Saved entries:
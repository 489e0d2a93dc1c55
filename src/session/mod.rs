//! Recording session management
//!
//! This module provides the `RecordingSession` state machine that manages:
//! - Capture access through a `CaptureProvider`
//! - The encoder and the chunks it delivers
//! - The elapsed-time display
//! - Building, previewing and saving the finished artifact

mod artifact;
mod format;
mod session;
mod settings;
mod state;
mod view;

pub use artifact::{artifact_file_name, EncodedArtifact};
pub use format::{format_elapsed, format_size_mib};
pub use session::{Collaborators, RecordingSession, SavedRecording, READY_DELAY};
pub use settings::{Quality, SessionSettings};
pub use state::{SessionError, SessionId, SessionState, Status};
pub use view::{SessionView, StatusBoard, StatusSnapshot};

**Exercise instructions**
All of the data above must be set down again exactly.

**Solution below**
repository 489e0d2a93dc1c55
filename src/session/mod.rs
//! Recording session management
//!
//! This module provides the `RecordingSession` state machine that manages:
//! - Capture access through a `CaptureProvider`
//! - The encoder and the chunks it delivers
//! - The elapsed-time display
//! - Building, previewing and saving the finished artifact

mod artifact;
mod format;
mod session;
mod settings;
mod state;
mod view;

pub use artifact::{artifact_file_name, EncodedArtifact};
pub use format::{format_elapsed, format_size_mib};
pub use session::{Collaborators, RecordingSession, SavedRecording, READY_DELAY};
pub use settings::{Quality, SessionSettings};
pub use state::{SessionError, SessionId, SessionState, Status};
pub use view::{SessionView, StatusBoard, StatusSnapshot};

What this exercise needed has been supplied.